Start of Entries provided

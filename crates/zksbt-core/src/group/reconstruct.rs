use ark_bn254::Fr;
use std::collections::VecDeque;
use tracing::{debug, info};
use zksbt_types::{ZksbtError, ZksbtResult};

use super::tree::{IncrementalMerkleTree, MerkleProof};
use crate::addressing::{unpack, PoolKey};
use crate::field::fr_to_decimal;
use crate::ledger::{EventCursor, Ledger, MemberInserted};

/// The pool's tree as it stood when its root matched the requested one.
#[derive(Clone, Debug)]
pub struct MerkleGroup {
    pool: PoolKey,
    tree: IncrementalMerkleTree,
}

impl MerkleGroup {
    /// Group over an already known member list, in insertion order.
    pub fn from_leaves(
        pool: PoolKey,
        depth: usize,
        leaves: impl IntoIterator<Item = Fr>,
    ) -> ZksbtResult<Self> {
        let mut tree = IncrementalMerkleTree::new(depth)?;
        for leaf in leaves {
            tree.insert(leaf)?;
        }
        Ok(Self { pool, tree })
    }

    pub fn pool(&self) -> &PoolKey {
        &self.pool
    }

    pub fn root(&self) -> Fr {
        self.tree.root()
    }

    pub fn depth(&self) -> usize {
        self.tree.depth()
    }

    pub fn members(&self) -> &[Fr] {
        self.tree.leaves()
    }

    pub fn len(&self) -> usize {
        self.tree.len()
    }

    pub fn is_empty(&self) -> bool {
        self.tree.is_empty()
    }

    pub fn index_of(&self, leaf: &Fr) -> Option<usize> {
        self.tree.index_of(leaf)
    }

    pub fn proof(&self, index: usize) -> ZksbtResult<MerkleProof> {
        self.tree.proof(index)
    }
}

/// Pulls member-inserted events one page at a time. The next page is only
/// requested once the buffered one has been consumed.
pub struct EventStream<'a, L: Ledger + ?Sized> {
    ledger: &'a L,
    pool: PoolKey,
    buffer: VecDeque<MemberInserted>,
    next: Option<EventCursor>,
    pages: u64,
}

impl<'a, L: Ledger + ?Sized> EventStream<'a, L> {
    pub fn new(ledger: &'a L, pool: PoolKey) -> Self {
        Self {
            ledger,
            pool,
            buffer: VecDeque::new(),
            next: Some(EventCursor::start()),
            pages: 0,
        }
    }

    pub async fn next_event(&mut self) -> ZksbtResult<Option<MemberInserted>> {
        loop {
            if let Some(event) = self.buffer.pop_front() {
                return Ok(Some(event));
            }
            let Some(cursor) = self.next else {
                return Ok(None);
            };
            let page = self.ledger.member_inserted_events(&self.pool, cursor).await?;
            self.pages += 1;
            debug!(
                "Fetched event page {} for pool {} ({} events)",
                self.pages,
                self.pool,
                page.events.len()
            );
            self.buffer.extend(page.events);
            self.next = page.next;
        }
    }

    pub fn pages_fetched(&self) -> u64 {
        self.pages
    }
}

/// Rebuilds a pool's tree from the ledger's event log until its root equals
/// a target root.
pub struct GroupReconstructor<'a, L: Ledger + ?Sized> {
    ledger: &'a L,
}

impl<'a, L: Ledger + ?Sized> GroupReconstructor<'a, L> {
    pub fn new(ledger: &'a L) -> Self {
        Self { ledger }
    }

    pub async fn reconstruct(
        &self,
        pool: &PoolKey,
        depth: usize,
        target_root: Fr,
    ) -> ZksbtResult<MerkleGroup> {
        let mut tree = IncrementalMerkleTree::new(depth)?;
        if tree.root() == target_root {
            debug!("Pool {} matches the empty root", pool);
            return Ok(MerkleGroup {
                pool: pool.clone(),
                tree,
            });
        }

        let wanted = pool.metadata();
        let mut stream = EventStream::new(self.ledger, pool.clone());
        let mut events_scanned = 0u64;

        while let Some(event) = stream.next_event().await? {
            events_scanned += 1;
            if unpack(event.token) != wanted {
                continue;
            }
            tree.insert(event.leaf)?;
            if tree.root() == target_root {
                info!(
                    "Reconstructed pool {} with {} members after {} events",
                    pool,
                    tree.len(),
                    events_scanned
                );
                return Ok(MerkleGroup {
                    pool: pool.clone(),
                    tree,
                });
            }
        }

        Err(ZksbtError::RootMismatch {
            pool: pool.to_string(),
            target_root: fr_to_decimal(&target_root),
            events_scanned,
            members: tree.len(),
        })
    }
}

End of Entries provided

§ **What to produce**: Please return the lines above that run from the line containing "pub fn pool(&self)" to the line containing "impl<'a, L: Ledger + ?Sized> GroupReconstructor<'a, L>", inclusive, exactly and with no other lines.

§ **Answer area**:
    pub fn pool(&self) -> &PoolKey {
        &self.pool
    }

    pub fn root(&self) -> Fr {
        self.tree.root()
    }

    pub fn depth(&self) -> usize {
        self.tree.depth()
    }

    pub fn members(&self) -> &[Fr] {
        self.tree.leaves()
    }

    pub fn len(&self) -> usize {
        self.tree.len()
    }

    pub fn is_empty(&self) -> bool {
        self.tree.is_empty()
    }

    pub fn index_of(&self, leaf: &Fr) -> Option<usize> {
        self.tree.index_of(leaf)
    }

    pub fn proof(&self, index: usize) -> ZksbtResult<MerkleProof> {
        self.tree.proof(index)
    }
}

/// Pulls member-inserted events one page at a time. The next page is only
/// requested once the buffered one has been consumed.
pub struct EventStream<'a, L: Ledger + ?Sized> {
    ledger: &'a L,
    pool: PoolKey,
    buffer: VecDeque<MemberInserted>,
    next: Option<EventCursor>,
    pages: u64,
}

impl<'a, L: Ledger + ?Sized> EventStream<'a, L> {
    pub fn new(ledger: &'a L, pool: PoolKey) -> Self {
        Self {
            ledger,
            pool,
            buffer: VecDeque::new(),
            next: Some(EventCursor::start()),
            pages: 0,
        }
    }

    pub async fn next_event(&mut self) -> ZksbtResult<Option<MemberInserted>> {
        loop {
            if let Some(event) = self.buffer.pop_front() {
                return Ok(Some(event));
            }
            let Some(cursor) = self.next else {
                return Ok(None);
            };
            let page = self.ledger.member_inserted_events(&self.pool, cursor).await?;
            self.pages += 1;
            debug!(
                "Fetched event page {} for pool {} ({} events)",
                self.pages,
                self.pool,
                page.events.len()
            );
            self.buffer.extend(page.events);
            self.next = page.next;
        }
    }

    pub fn pages_fetched(&self) -> u64 {
        self.pages
    }
}

/// Rebuilds a pool's tree from the ledger's event log until its root equals
/// a target root.
pub struct GroupReconstructor<'a, L: Ledger + ?Sized> {
    ledger: &'a L,
}

impl<'a, L: Ledger + ?Sized> GroupReconstructor<'a, L> {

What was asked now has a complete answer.